=== Task objective ===
Only the lines holding "tracing" are wanted here; copy each from the listing.

=== Data ===
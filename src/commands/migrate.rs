//! Migrate command - schema management for the users table.

use sea_orm::DbErr;

use crate::cli::args::{MigrateAction, MigrateArgs};
use crate::config::Config;
use crate::errors::{AppError, AppResult};
use crate::infra::Database;

/// Execute the migrate command
pub async fn execute(args: MigrateArgs, config: Config) -> AppResult<()> {
    // Migrations run only when asked for here
    let db = Database::connect_without_migrations(&config)
        .await
        .map_err(|e| failed("connect", e))?;

    match args.action {
        MigrateAction::Up => {
            db.run_migrations().await.map_err(|e| failed("up", e))?;
            tracing::info!("Users schema is up to date");
        }
        MigrateAction::Down => {
            db.rollback_migration()
                .await
                .map_err(|e| failed("down", e))?;
            tracing::info!("Rolled back the last migration");
        }
        MigrateAction::Status => {
            let status = db
                .migration_status()
                .await
                .map_err(|e| failed("status", e))?;
            for (name, applied) in status {
                println!("{}: {}", name, if applied { "applied" } else { "pending" });
            }
        }
        MigrateAction::Fresh => {
            tracing::warn!("Dropping every table, including users");
            db.fresh_migrations()
                .await
                .map_err(|e| failed("fresh", e))?;
            tracing::info!("Schema recreated");
        }
    }

    Ok(())
}

fn failed(step: &str, e: DbErr) -> AppError {
    AppError::internal(format!("migrate {} failed: {}", step, e))
}
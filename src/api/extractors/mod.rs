//! Custom extractors.

mod validated_json;

pub use validated_json::ValidatedJson;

=== Answer to the problem ===
            tracing::info!("Users schema is up to date");
            tracing::info!("Rolled back the last migration");
            tracing::warn!("Dropping every table, including users");
            tracing::info!("Schema recreated");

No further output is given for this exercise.